▸ **YOUR GOAL**
Out of the listing below, copy every line that carries the string "AtomicBool".
----
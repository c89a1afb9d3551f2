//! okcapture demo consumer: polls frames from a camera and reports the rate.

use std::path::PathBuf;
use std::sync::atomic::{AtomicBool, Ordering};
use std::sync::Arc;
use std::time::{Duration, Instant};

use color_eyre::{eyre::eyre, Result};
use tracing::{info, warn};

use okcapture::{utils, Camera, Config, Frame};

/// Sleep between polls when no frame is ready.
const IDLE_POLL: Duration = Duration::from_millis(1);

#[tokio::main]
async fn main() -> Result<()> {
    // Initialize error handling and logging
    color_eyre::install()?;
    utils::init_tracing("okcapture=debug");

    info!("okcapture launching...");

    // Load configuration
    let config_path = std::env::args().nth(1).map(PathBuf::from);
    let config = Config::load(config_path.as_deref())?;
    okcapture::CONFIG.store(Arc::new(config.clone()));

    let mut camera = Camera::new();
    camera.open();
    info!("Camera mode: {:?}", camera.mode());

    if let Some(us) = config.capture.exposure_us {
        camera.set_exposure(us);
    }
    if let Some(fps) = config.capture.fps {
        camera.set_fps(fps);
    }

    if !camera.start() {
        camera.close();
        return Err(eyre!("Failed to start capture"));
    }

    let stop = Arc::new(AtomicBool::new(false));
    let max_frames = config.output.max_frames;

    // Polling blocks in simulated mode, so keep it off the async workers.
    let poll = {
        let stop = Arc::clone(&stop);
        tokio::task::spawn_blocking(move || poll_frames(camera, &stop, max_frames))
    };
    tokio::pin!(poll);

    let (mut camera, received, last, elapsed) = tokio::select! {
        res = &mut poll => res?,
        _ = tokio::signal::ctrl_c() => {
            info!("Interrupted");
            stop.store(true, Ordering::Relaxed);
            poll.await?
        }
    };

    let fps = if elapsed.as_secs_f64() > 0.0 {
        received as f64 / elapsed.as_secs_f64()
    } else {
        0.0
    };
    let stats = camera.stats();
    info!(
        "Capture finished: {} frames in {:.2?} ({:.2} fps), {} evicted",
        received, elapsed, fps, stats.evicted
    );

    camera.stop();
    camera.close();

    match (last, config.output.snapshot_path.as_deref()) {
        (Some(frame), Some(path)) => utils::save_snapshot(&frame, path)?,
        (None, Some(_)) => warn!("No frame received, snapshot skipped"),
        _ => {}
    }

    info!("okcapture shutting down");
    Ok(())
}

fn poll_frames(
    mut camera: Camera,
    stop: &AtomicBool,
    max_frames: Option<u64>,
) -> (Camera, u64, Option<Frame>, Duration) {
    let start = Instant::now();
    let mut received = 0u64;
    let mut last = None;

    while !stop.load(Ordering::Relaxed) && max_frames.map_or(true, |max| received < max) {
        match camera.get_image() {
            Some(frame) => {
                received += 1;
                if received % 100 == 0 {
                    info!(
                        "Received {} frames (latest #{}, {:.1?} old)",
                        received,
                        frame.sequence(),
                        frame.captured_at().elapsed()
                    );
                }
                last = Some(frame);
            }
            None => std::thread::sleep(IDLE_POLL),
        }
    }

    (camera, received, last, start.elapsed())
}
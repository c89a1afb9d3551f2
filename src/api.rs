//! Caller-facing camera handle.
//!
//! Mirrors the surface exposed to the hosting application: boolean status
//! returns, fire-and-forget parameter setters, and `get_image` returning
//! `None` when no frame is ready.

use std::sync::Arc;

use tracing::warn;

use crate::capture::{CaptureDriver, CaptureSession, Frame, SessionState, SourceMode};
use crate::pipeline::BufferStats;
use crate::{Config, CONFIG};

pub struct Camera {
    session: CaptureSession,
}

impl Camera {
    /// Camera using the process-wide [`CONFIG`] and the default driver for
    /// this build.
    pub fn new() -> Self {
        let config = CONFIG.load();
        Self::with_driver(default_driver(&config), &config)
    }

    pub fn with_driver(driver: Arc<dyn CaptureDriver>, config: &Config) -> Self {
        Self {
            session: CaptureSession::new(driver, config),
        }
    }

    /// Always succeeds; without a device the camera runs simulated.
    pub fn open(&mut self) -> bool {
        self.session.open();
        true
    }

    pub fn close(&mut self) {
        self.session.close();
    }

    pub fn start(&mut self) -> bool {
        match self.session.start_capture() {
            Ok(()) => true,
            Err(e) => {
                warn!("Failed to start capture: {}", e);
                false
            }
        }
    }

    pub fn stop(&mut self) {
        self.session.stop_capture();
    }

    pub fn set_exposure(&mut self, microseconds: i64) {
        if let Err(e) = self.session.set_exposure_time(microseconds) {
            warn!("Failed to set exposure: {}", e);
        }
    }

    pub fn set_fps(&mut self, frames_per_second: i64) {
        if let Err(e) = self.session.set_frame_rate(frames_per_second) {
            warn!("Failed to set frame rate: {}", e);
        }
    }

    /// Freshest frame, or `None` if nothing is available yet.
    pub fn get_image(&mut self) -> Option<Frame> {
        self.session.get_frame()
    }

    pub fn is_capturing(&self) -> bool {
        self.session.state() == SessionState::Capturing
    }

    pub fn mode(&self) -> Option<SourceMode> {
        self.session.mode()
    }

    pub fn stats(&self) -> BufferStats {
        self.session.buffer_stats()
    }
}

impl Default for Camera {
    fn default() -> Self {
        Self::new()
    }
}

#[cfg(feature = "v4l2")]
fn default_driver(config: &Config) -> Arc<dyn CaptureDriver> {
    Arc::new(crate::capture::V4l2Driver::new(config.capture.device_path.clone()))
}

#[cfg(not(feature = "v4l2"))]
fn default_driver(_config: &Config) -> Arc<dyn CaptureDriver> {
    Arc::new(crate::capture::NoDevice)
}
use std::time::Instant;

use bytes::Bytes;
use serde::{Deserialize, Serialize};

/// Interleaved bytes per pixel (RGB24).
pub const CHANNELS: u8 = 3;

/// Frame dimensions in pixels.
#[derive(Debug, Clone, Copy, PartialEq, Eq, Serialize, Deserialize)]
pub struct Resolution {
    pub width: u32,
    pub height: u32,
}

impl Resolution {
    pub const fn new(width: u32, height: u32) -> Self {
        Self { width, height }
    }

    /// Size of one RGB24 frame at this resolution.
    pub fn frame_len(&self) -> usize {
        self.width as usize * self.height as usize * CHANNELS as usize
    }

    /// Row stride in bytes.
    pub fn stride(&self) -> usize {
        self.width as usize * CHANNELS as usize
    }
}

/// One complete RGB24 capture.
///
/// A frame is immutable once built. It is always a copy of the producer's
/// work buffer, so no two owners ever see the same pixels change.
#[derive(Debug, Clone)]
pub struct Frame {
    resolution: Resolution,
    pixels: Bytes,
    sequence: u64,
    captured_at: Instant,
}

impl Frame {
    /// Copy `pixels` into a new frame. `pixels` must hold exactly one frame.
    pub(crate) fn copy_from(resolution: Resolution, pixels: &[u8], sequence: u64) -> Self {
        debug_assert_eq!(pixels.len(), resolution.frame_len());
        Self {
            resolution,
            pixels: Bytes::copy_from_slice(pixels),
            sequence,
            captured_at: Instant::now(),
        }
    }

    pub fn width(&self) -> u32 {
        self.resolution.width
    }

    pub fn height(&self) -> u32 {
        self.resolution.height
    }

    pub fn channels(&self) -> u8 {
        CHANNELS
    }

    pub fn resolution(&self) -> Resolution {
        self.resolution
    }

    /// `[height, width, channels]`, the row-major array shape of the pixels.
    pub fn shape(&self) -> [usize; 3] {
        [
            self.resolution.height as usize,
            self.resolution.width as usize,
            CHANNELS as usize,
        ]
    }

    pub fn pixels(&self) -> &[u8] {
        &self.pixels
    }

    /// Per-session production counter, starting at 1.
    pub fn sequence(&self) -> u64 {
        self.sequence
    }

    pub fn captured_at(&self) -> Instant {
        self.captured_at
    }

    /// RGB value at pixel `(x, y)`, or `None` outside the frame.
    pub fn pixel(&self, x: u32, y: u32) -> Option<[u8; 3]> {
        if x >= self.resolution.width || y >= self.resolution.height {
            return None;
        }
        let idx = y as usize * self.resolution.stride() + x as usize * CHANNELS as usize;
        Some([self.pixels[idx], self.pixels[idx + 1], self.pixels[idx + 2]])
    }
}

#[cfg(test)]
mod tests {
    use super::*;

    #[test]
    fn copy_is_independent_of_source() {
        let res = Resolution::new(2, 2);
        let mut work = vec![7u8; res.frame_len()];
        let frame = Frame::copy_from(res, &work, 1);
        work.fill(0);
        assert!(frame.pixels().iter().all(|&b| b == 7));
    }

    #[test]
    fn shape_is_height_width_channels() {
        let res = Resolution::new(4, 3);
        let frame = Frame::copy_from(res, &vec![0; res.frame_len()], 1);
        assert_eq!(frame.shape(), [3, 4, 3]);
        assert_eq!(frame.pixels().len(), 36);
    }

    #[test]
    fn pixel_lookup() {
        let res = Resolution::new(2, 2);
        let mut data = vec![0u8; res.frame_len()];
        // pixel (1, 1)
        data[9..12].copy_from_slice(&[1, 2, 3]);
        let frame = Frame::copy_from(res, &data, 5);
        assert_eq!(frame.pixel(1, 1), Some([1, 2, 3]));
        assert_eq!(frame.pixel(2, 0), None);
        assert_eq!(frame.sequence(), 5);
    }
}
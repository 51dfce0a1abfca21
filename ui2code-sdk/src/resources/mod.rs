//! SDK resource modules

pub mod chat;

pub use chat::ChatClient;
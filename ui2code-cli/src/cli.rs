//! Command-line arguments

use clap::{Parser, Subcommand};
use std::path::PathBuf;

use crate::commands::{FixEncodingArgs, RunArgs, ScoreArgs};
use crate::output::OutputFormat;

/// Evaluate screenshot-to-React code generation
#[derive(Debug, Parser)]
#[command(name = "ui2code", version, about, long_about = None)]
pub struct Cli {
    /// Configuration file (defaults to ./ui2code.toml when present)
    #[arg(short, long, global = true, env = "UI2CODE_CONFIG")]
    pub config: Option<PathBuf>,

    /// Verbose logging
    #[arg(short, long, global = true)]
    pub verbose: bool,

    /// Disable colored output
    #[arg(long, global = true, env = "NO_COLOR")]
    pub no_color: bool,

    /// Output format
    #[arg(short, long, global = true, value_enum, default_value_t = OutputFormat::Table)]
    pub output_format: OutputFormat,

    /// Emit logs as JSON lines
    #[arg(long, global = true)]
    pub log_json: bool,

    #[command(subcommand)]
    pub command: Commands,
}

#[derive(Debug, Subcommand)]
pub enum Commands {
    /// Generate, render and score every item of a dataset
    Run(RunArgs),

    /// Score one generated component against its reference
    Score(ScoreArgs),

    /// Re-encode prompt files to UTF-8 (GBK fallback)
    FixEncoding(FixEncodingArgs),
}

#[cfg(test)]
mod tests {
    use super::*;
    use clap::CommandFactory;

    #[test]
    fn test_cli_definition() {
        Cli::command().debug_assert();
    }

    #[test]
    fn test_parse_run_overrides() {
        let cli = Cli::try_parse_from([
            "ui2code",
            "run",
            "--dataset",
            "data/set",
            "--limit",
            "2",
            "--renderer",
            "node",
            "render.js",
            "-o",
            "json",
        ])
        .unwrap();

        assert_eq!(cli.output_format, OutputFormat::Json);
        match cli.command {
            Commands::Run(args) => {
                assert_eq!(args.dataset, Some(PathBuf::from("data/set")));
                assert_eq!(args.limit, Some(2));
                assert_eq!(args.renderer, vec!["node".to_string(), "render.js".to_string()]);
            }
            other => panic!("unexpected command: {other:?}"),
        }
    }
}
----
▸ **WRITTEN REPLY**
use std::sync::atomic::{AtomicBool, Ordering};
    let stop = Arc::new(AtomicBool::new(false));
    stop: &AtomicBool,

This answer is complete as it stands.